WORK REQUIRED: Print every record exactly, omitting none.

Stored data:
_ _ _ _ _ _ _

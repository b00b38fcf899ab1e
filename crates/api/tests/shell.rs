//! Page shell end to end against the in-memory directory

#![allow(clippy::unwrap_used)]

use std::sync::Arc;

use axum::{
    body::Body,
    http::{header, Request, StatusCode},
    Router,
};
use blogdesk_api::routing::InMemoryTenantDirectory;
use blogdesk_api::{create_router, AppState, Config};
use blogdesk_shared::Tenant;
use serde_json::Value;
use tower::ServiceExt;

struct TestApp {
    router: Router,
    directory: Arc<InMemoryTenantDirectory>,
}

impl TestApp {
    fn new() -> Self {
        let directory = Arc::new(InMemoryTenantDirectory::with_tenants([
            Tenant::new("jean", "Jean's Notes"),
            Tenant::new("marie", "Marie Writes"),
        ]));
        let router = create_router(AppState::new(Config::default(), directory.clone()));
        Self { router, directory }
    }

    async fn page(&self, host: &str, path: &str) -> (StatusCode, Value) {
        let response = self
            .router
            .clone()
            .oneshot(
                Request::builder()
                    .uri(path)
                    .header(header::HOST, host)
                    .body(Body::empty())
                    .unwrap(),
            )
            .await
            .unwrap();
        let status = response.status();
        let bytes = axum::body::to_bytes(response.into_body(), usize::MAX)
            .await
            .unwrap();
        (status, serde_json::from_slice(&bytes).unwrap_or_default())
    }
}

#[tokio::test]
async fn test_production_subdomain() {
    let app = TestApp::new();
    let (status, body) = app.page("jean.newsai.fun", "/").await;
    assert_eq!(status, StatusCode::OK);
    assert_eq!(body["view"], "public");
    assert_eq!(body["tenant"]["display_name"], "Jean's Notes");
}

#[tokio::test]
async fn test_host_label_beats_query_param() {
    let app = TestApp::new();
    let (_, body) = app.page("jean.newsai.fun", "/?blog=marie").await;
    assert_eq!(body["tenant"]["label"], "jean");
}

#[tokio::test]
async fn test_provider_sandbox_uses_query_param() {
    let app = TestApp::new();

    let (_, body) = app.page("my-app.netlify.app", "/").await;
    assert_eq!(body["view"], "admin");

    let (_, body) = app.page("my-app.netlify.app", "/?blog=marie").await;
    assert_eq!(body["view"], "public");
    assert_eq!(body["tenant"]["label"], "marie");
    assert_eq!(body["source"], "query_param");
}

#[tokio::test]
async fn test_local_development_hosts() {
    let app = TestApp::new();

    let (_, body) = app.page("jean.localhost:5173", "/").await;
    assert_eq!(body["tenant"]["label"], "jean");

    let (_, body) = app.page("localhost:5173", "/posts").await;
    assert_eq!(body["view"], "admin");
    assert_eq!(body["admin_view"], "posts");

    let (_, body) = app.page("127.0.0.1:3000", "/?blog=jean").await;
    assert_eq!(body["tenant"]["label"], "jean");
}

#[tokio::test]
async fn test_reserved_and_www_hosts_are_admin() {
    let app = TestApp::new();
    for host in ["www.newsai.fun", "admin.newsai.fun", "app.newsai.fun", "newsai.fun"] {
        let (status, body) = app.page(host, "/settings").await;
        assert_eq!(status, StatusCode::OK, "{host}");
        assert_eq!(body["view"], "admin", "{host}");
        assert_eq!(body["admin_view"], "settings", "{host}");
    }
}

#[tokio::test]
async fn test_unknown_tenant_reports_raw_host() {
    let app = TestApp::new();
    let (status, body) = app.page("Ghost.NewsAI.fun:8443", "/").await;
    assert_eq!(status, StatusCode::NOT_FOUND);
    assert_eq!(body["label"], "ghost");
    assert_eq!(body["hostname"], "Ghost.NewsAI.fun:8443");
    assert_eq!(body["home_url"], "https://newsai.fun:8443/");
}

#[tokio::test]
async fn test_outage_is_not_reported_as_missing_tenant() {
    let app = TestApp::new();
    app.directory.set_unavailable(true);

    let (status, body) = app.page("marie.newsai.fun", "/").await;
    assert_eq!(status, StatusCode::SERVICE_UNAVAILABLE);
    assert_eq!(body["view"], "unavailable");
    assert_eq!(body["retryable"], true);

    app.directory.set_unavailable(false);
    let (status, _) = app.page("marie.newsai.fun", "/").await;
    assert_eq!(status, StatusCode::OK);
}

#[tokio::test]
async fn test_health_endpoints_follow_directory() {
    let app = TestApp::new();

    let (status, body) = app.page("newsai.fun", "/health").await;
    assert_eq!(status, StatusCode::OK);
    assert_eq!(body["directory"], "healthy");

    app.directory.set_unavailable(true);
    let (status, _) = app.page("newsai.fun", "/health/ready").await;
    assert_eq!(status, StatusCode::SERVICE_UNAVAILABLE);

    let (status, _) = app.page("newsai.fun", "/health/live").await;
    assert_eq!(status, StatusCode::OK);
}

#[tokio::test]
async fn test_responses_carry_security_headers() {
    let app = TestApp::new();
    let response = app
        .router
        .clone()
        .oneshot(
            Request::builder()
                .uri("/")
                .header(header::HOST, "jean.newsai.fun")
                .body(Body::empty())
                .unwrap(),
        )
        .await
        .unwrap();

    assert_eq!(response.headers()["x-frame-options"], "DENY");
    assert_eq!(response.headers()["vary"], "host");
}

_ _ _ _ _ _ _

WRITTEN SOLUTION:
repository b00b38fcf899ab1e
filename crates/api/tests/shell.rs
//! Page shell end to end against the in-memory directory

#![allow(clippy::unwrap_used)]

use std::sync::Arc;

use axum::{
    body::Body,
    http::{header, Request, StatusCode},
    Router,
};
use blogdesk_api::routing::InMemoryTenantDirectory;
use blogdesk_api::{create_router, AppState, Config};
use blogdesk_shared::Tenant;
use serde_json::Value;
use tower::ServiceExt;

struct TestApp {
    router: Router,
    directory: Arc<InMemoryTenantDirectory>,
}

impl TestApp {
    fn new() -> Self {
        let directory = Arc::new(InMemoryTenantDirectory::with_tenants([
            Tenant::new("jean", "Jean's Notes"),
            Tenant::new("marie", "Marie Writes"),
        ]));
        let router = create_router(AppState::new(Config::default(), directory.clone()));
        Self { router, directory }
    }

    async fn page(&self, host: &str, path: &str) -> (StatusCode, Value) {
        let response = self
            .router
            .clone()
            .oneshot(
                Request::builder()
                    .uri(path)
                    .header(header::HOST, host)
                    .body(Body::empty())
                    .unwrap(),
            )
            .await
            .unwrap();
        let status = response.status();
        let bytes = axum::body::to_bytes(response.into_body(), usize::MAX)
            .await
            .unwrap();
        (status, serde_json::from_slice(&bytes).unwrap_or_default())
    }
}

#[tokio::test]
async fn test_production_subdomain() {
    let app = TestApp::new();
    let (status, body) = app.page("jean.newsai.fun", "/").await;
    assert_eq!(status, StatusCode::OK);
    assert_eq!(body["view"], "public");
    assert_eq!(body["tenant"]["display_name"], "Jean's Notes");
}

#[tokio::test]
async fn test_host_label_beats_query_param() {
    let app = TestApp::new();
    let (_, body) = app.page("jean.newsai.fun", "/?blog=marie").await;
    assert_eq!(body["tenant"]["label"], "jean");
}

#[tokio::test]
async fn test_provider_sandbox_uses_query_param() {
    let app = TestApp::new();

    let (_, body) = app.page("my-app.netlify.app", "/").await;
    assert_eq!(body["view"], "admin");

    let (_, body) = app.page("my-app.netlify.app", "/?blog=marie").await;
    assert_eq!(body["view"], "public");
    assert_eq!(body["tenant"]["label"], "marie");
    assert_eq!(body["source"], "query_param");
}

#[tokio::test]
async fn test_local_development_hosts() {
    let app = TestApp::new();

    let (_, body) = app.page("jean.localhost:5173", "/").await;
    assert_eq!(body["tenant"]["label"], "jean");

    let (_, body) = app.page("localhost:5173", "/posts").await;
    assert_eq!(body["view"], "admin");
    assert_eq!(body["admin_view"], "posts");

    let (_, body) = app.page("127.0.0.1:3000", "/?blog=jean").await;
    assert_eq!(body["tenant"]["label"], "jean");
}

#[tokio::test]
async fn test_reserved_and_www_hosts_are_admin() {
    let app = TestApp::new();
    for host in ["www.newsai.fun", "admin.newsai.fun", "app.newsai.fun", "newsai.fun"] {
        let (status, body) = app.page(host, "/settings").await;
        assert_eq!(status, StatusCode::OK, "{host}");
        assert_eq!(body["view"], "admin", "{host}");
        assert_eq!(body["admin_view"], "settings", "{host}");
    }
}

#[tokio::test]
async fn test_unknown_tenant_reports_raw_host() {
    let app = TestApp::new();
    let (status, body) = app.page("Ghost.NewsAI.fun:8443", "/").await;
    assert_eq!(status, StatusCode::NOT_FOUND);
    assert_eq!(body["label"], "ghost");
    assert_eq!(body["hostname"], "Ghost.NewsAI.fun:8443");
    assert_eq!(body["home_url"], "https://newsai.fun:8443/");
}

#[tokio::test]
async fn test_outage_is_not_reported_as_missing_tenant() {
    let app = TestApp::new();
    app.directory.set_unavailable(true);

    let (status, body) = app.page("marie.newsai.fun", "/").await;
    assert_eq!(status, StatusCode::SERVICE_UNAVAILABLE);
    assert_eq!(body["view"], "unavailable");
    assert_eq!(body["retryable"], true);

    app.directory.set_unavailable(false);
    let (status, _) = app.page("marie.newsai.fun", "/").await;
    assert_eq!(status, StatusCode::OK);
}

#[tokio::test]
async fn test_health_endpoints_follow_directory() {
    let app = TestApp::new();

    let (status, body) = app.page("newsai.fun", "/health").await;
    assert_eq!(status, StatusCode::OK);
    assert_eq!(body["directory"], "healthy");

    app.directory.set_unavailable(true);
    let (status, _) = app.page("newsai.fun", "/health/ready").await;
    assert_eq!(status, StatusCode::SERVICE_UNAVAILABLE);

    let (status, _) = app.page("newsai.fun", "/health/live").await;
    assert_eq!(status, StatusCode::OK);
}

#[tokio::test]
async fn test_responses_carry_security_headers() {
    let app = TestApp::new();
    let response = app
        .router
        .clone()
        .oneshot(
            Request::builder()
                .uri("/")
                .header(header::HOST, "jean.newsai.fun")
                .body(Body::empty())
                .unwrap(),
        )
        .await
        .unwrap();

    assert_eq!(response.headers()["x-frame-options"], "DENY");
    assert_eq!(response.headers()["vary"], "host");
}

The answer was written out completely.